Inclusion and exclusion criteria

The participants were identified from a cohort of patients with an LDL-C level between 100–190 mg/dL (100 mg/dL < LDL-C < 190 mg/dL) and were aged 18 to 70 years. Participants were excluded if they, 1) had a history of allergy to cinnamon; 2) were already on cinnamon or any other nutritional/ herbal/ ayurvedic supplements; 3) were lactating, pregnant or unwilling to use an effective form of birth control for women of childbearing years; 4) had any form of malignancy at screening or in the past; 5) had blood dyscrasias; 6) eGFR <60ml/min/1.73m²; 7) was diagnosed with alcoholic liver disease (ALD), decompensated cirrhosis or abnormal baseline liver function tests; 8) had cardiac, liver, renal or respiratory failure; 9) had atherosclerotic cardiovascular disease (ASCVD) or any other major critical illnesses; 10) were on statins or any other lipid lowering drug; 11) have triglycerides level >300 mg/dL or 12) had a history of epilepsy and/or were on anti-epileptic drugs.

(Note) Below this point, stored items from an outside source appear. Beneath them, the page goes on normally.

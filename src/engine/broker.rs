//! Simulated margin broker for a single backtest run.
//!
//! Holds cash, at most one open position, and the run's trade and equity
//! logs. Orders that cannot be honoured are rejected through
//! [`OrderOutcome`] values; the broker never panics or errors on a business
//! condition.
//!
//! Margin accounting: opening a position moves `size * entry / leverage`
//! from cash into the position and charges the fee on notional. Equity at
//! any price is `cash + margin + unrealized`, so the account is flat through
//! an open (minus the fee).

use chrono::{DateTime, Utc};

use super::types::{
    BrokerConfig, Direction, EquityPoint, LiquidationEvent, OrderOutcome, Position, Trade,
};

/// Tolerance when comparing cash requirements against available cash.
const CASH_EPS: f64 = 1e-9;

#[derive(Debug)]
pub struct Broker {
    config: BrokerConfig,
    cash: f64,
    position: Option<Position>,
    equity_curve: Vec<EquityPoint>,
    trade_log: Vec<Trade>,
    liquidation_events: Vec<LiquidationEvent>,
    fees_paid: f64,
    funding_paid: f64,
}

impl Broker {
    pub fn new(config: BrokerConfig) -> Self {
        let cash = config.initial_cash;
        Self {
            config,
            cash,
            position: None,
            equity_curve: Vec::new(),
            trade_log: Vec::new(),
            liquidation_events: Vec::new(),
            fees_paid: 0.0,
            funding_paid: 0.0,
        }
    }

    pub fn cash(&self) -> f64 {
        self.cash
    }

    pub fn position(&self) -> Option<&Position> {
        self.position.as_ref()
    }

    pub fn config(&self) -> &BrokerConfig {
        &self.config
    }

    /// Replace the flat fee rate, used when an execution-cost overlay
    /// supplies tiered maker/taker fees.
    pub fn set_fee_rate(&mut self, fee_rate: f64) {
        self.config.fee_rate = fee_rate;
    }

    pub fn trade_log(&self) -> &[Trade] {
        &self.trade_log
    }

    pub fn equity_curve(&self) -> &[EquityPoint] {
        &self.equity_curve
    }

    pub fn liquidation_events(&self) -> &[LiquidationEvent] {
        &self.liquidation_events
    }

    pub fn fees_paid(&self) -> f64 {
        self.fees_paid
    }

    pub fn funding_paid(&self) -> f64 {
        self.funding_paid
    }

    /// Mark-to-market equity at `price`.
    pub fn equity(&self, price: f64) -> f64 {
        match &self.position {
            Some(pos) => self.cash + pos.value(price),
            None => self.cash,
        }
    }

    fn liquidation_price(&self, direction: Direction, entry: f64) -> f64 {
        let lev = self.config.leverage;
        let mmr = self.config.maintenance_margin_rate;
        match direction {
            Direction::Long => entry * (1.0 - 1.0 / lev + mmr),
            Direction::Short => entry * (1.0 + 1.0 / lev - mmr),
        }
    }

    fn open(
        &mut self,
        direction: Direction,
        size: f64,
        price: f64,
        time: DateTime<Utc>,
        reason: &str,
    ) -> OrderOutcome {
        if self.position.is_some() {
            return OrderOutcome::RejectedInvalidState;
        }
        if size <= 0.0 || price <= 0.0 {
            return OrderOutcome::RejectedInvalidState;
        }

        let margin = size * price / self.config.leverage;
        let fee = size * price * self.config.fee_rate;
        if margin + fee > self.cash + CASH_EPS {
            return OrderOutcome::RejectedInsufficientFunds;
        }

        self.cash -= margin + fee;
        self.fees_paid += fee;
        self.position = Some(Position {
            direction,
            entry_price: price,
            size,
            leverage: self.config.leverage,
            entry_time: time,
            sl_price: None,
            tp_price: None,
            liq_price: Some(self.liquidation_price(direction, price)),
            entry_reason: reason.to_string(),
            entry_bar: self.equity_curve.len(),
            entry_fee: fee,
            worst_price: price,
            best_price: price,
        });
        OrderOutcome::Filled
    }

    /// Open a long when flat, or close an open short.
    pub fn buy(&mut self, size: f64, price: f64, time: DateTime<Utc>, reason: &str) -> OrderOutcome {
        match self.position.as_ref().map(|p| p.direction) {
            None => self.open(Direction::Long, size, price, time, reason),
            Some(Direction::Short) => {
                self.close(price, time, reason);
                OrderOutcome::Filled
            }
            Some(Direction::Long) => OrderOutcome::RejectedInvalidState,
        }
    }

    /// Open a short when flat, or close an open long.
    pub fn sell(&mut self, size: f64, price: f64, time: DateTime<Utc>, reason: &str) -> OrderOutcome {
        match self.position.as_ref().map(|p| p.direction) {
            None => self.open(Direction::Short, size, price, time, reason),
            Some(Direction::Long) => {
                self.close(price, time, reason);
                OrderOutcome::Filled
            }
            Some(Direction::Short) => OrderOutcome::RejectedInvalidState,
        }
    }

    fn size_for_full_equity(&self, price: f64) -> f64 {
        let lev = self.config.leverage;
        let fee = self.config.fee_rate;
        let sized = self.cash * lev / (price * (1.0 + fee));
        // The nominal sizing ignores that the fee is charged on the levered
        // notional; clamp so margin + fee never exceeds cash.
        let affordable = self.cash / (price * (1.0 / lev + fee));
        sized.min(affordable)
    }

    /// Open a long consuming effectively the full equity. Requires a flat book.
    pub fn buy_all(&mut self, price: f64, time: DateTime<Utc>, reason: &str) -> OrderOutcome {
        if self.position.is_some() {
            return OrderOutcome::RejectedInvalidState;
        }
        let size = self.size_for_full_equity(price);
        if size <= 0.0 {
            return OrderOutcome::RejectedInsufficientFunds;
        }
        self.open(Direction::Long, size, price, time, reason)
    }

    /// Open a short consuming effectively the full equity. Requires a flat book.
    pub fn short_all(&mut self, price: f64, time: DateTime<Utc>, reason: &str) -> OrderOutcome {
        if self.position.is_some() {
            return OrderOutcome::RejectedInvalidState;
        }
        let size = self.size_for_full_equity(price);
        if size <= 0.0 {
            return OrderOutcome::RejectedInsufficientFunds;
        }
        self.open(Direction::Short, size, price, time, reason)
    }

    /// Alias for [`Broker::short_all`], matching the long-side naming.
    pub fn sell_all(&mut self, price: f64, time: DateTime<Utc>, reason: &str) -> OrderOutcome {
        self.short_all(price, time, reason)
    }

    /// Attach a stop-loss to the open position.
    pub fn set_stop_loss(&mut self, price: f64) {
        if let Some(pos) = self.position.as_mut() {
            pos.sl_price = Some(price);
        }
    }

    /// Attach a take-profit to the open position.
    pub fn set_take_profit(&mut self, price: f64) {
        if let Some(pos) = self.position.as_mut() {
            pos.tp_price = Some(price);
        }
    }

    /// Track intrabar extremes against the open position for MAE/MFE.
    pub fn observe_bar(&mut self, low: f64, high: f64) {
        if let Some(pos) = self.position.as_mut() {
            match pos.direction {
                Direction::Long => {
                    pos.worst_price = pos.worst_price.min(low);
                    pos.best_price = pos.best_price.max(high);
                }
                Direction::Short => {
                    pos.worst_price = pos.worst_price.max(high);
                    pos.best_price = pos.best_price.min(low);
                }
            }
        }
    }

    /// Realize the open position at `price` and record the trade.
    /// Returns `None` when the book is flat.
    pub fn close(&mut self, price: f64, time: DateTime<Utc>, reason: &str) -> Option<&Trade> {
        self.close_inner(price, time, reason, false)
    }

    /// Force-close at the liquidation price. The trade is flagged and a
    /// liquidation event is recorded; residual cash is floored at zero.
    pub fn liquidate(&mut self, price: f64, time: DateTime<Utc>) -> Option<&Trade> {
        self.close_inner(price, time, "liquidation", true)
    }

    fn close_inner(
        &mut self,
        price: f64,
        time: DateTime<Utc>,
        reason: &str,
        is_liquidation: bool,
    ) -> Option<&Trade> {
        let mut pos = self.position.take()?;

        // The exit price itself is an observed extreme.
        match pos.direction {
            Direction::Long => {
                pos.worst_price = pos.worst_price.min(price);
                pos.best_price = pos.best_price.max(price);
            }
            Direction::Short => {
                pos.worst_price = pos.worst_price.max(price);
                pos.best_price = pos.best_price.min(price);
            }
        }

        let gross = pos.unrealized(price);
        let exit_fee = pos.size * price * self.config.fee_rate;
        self.fees_paid += exit_fee;
        self.cash += pos.margin() + gross - exit_fee;
        if is_liquidation && self.cash < 0.0 {
            self.cash = 0.0;
        }

        let pnl_abs = gross - exit_fee - pos.entry_fee;
        let margin = pos.margin();
        let pnl_pct = if margin > 0.0 {
            pnl_abs / margin * 100.0
        } else {
            f64::NAN
        };

        if is_liquidation {
            self.liquidation_events.push(LiquidationEvent {
                ts: time,
                direction: pos.direction,
                size: pos.size,
                price,
                loss: -pnl_abs,
            });
        }

        let trade = Trade {
            entry_time: pos.entry_time,
            exit_time: time,
            direction: pos.direction,
            entry_price: pos.entry_price,
            exit_price: price,
            size: pos.size,
            leverage: pos.leverage,
            fee: pos.entry_fee + exit_fee,
            pnl_abs,
            pnl_pct,
            entry_reason: pos.entry_reason.clone(),
            exit_reason: reason.to_string(),
            holding_bars: self.equity_curve.len().saturating_sub(pos.entry_bar),
            mae_pct: pos.mae_pct(),
            mfe_pct: pos.mfe_pct(),
            equity_after: self.cash,
            is_liquidation,
        };
        self.trade_log.push(trade);
        self.trade_log.last()
    }

    /// Append one equity observation at the bar close.
    pub fn mark_to_market(&mut self, price: f64, ts: DateTime<Utc>) {
        let equity = self.equity(price);
        self.equity_curve.push(EquityPoint { ts, equity });
    }

    /// Record an initial equity observation before any bar is processed.
    pub fn mark_initial(&mut self, ts: DateTime<Utc>) {
        self.equity_curve.push(EquityPoint {
            ts,
            equity: self.cash,
        });
    }

    /// Apply a funding transfer. Positive `amount` is paid by the account.
    pub fn apply_funding(&mut self, amount: f64) {
        self.cash -= amount;
        self.funding_paid += amount;
    }

    /// Consume the broker, yielding its logs and final cash.
    pub fn finish(
        self,
    ) -> (
        Vec<EquityPoint>,
        Vec<Trade>,
        Vec<LiquidationEvent>,
        f64,
    ) {
        (
            self.equity_curve,
            self.trade_log,
            self.liquidation_events,
            self.cash,
        )
    }
}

Initially, the approved protocol excluded participants with an estimated glomerular filtration rate (eGFR) <30 ml/min/1.73m², rather than <60 ml/min/1.73m². Additionally, individuals with a history of epilepsy or currently using anti-epileptic drugs were not excluded. However, to prioritize patient safety, these exclusion criteria were revised. It’s noteworthy that prior to these adjustments, no participants with an eGFR <30 ml/min/1.73m² or with a history of epilepsy or using anti-epileptic drugs were enrolled in the study.

Randomization

The subjects were allocated to either cinnamon intervention or placebo group with an allocation ratio of 1:1. The randomization sequence was generated using the ‘blockrand’ package in R [21], ensuring that the allocation process was both random and balanced. Block randomization was employed with block sizes of 4 and 6, which helps to maintain balance in the number of participants allocated to each group. The varying block sizes were used to further prevent predictability of allocation, thus enhancing the integrity of the randomization process.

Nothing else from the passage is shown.